What you are asked to do → Each line below should be written out again without any change.

The data →
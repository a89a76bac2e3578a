//! Capabilities the handlers need from their host
//!
//! A web page backs these with form inputs, `confirm`, `alert` and
//! `location`; the CLI backs them with terminal prompts.

#[cfg(test)]
use mockall::automock;

/// Login form bindings
#[cfg_attr(test, automock)]
pub trait LoginView: Send + Sync {
    /// Raw contents of the email field
    fn email(&self) -> String;

    /// Raw contents of the password field
    fn password(&self) -> String;

    /// Show an inline error banner
    fn show_error(&self, message: &str);
}

/// Blocking yes/no confirmation
#[cfg_attr(test, automock)]
pub trait Confirmer: Send + Sync {
    fn confirm(&self, prompt: &str) -> bool;
}

/// Blocking notification
#[cfg_attr(test, automock)]
pub trait Notifier: Send + Sync {
    fn alert(&self, message: &str);
}

/// Page navigation
#[cfg_attr(test, automock)]
pub trait Navigator: Send + Sync {
    /// Leave the current page for `path`
    fn redirect(&self, path: &str);

    /// Reload the current page, discarding client state
    fn reload(&self);
}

Completed exercise →
repository a89a76bac2e3578a
//! Capabilities the handlers need from their host
//!
//! A web page backs these with form inputs, `confirm`, `alert` and
//! `location`; the CLI backs them with terminal prompts.

#[cfg(test)]
use mockall::automock;

/// Login form bindings
#[cfg_attr(test, automock)]
pub trait LoginView: Send + Sync {
    /// Raw contents of the email field
    fn email(&self) -> String;

    /// Raw contents of the password field
    fn password(&self) -> String;

    /// Show an inline error banner
    fn show_error(&self, message: &str);
}

/// Blocking yes/no confirmation
#[cfg_attr(test, automock)]
pub trait Confirmer: Send + Sync {
    fn confirm(&self, prompt: &str) -> bool;
}

/// Blocking notification
#[cfg_attr(test, automock)]
pub trait Notifier: Send + Sync {
    fn alert(&self, message: &str);
}

/// Page navigation
#[cfg_attr(test, automock)]
pub trait Navigator: Send + Sync {
    /// Leave the current page for `path`
    fn redirect(&self, path: &str);

    /// Reload the current page, discarding client state
    fn reload(&self);
}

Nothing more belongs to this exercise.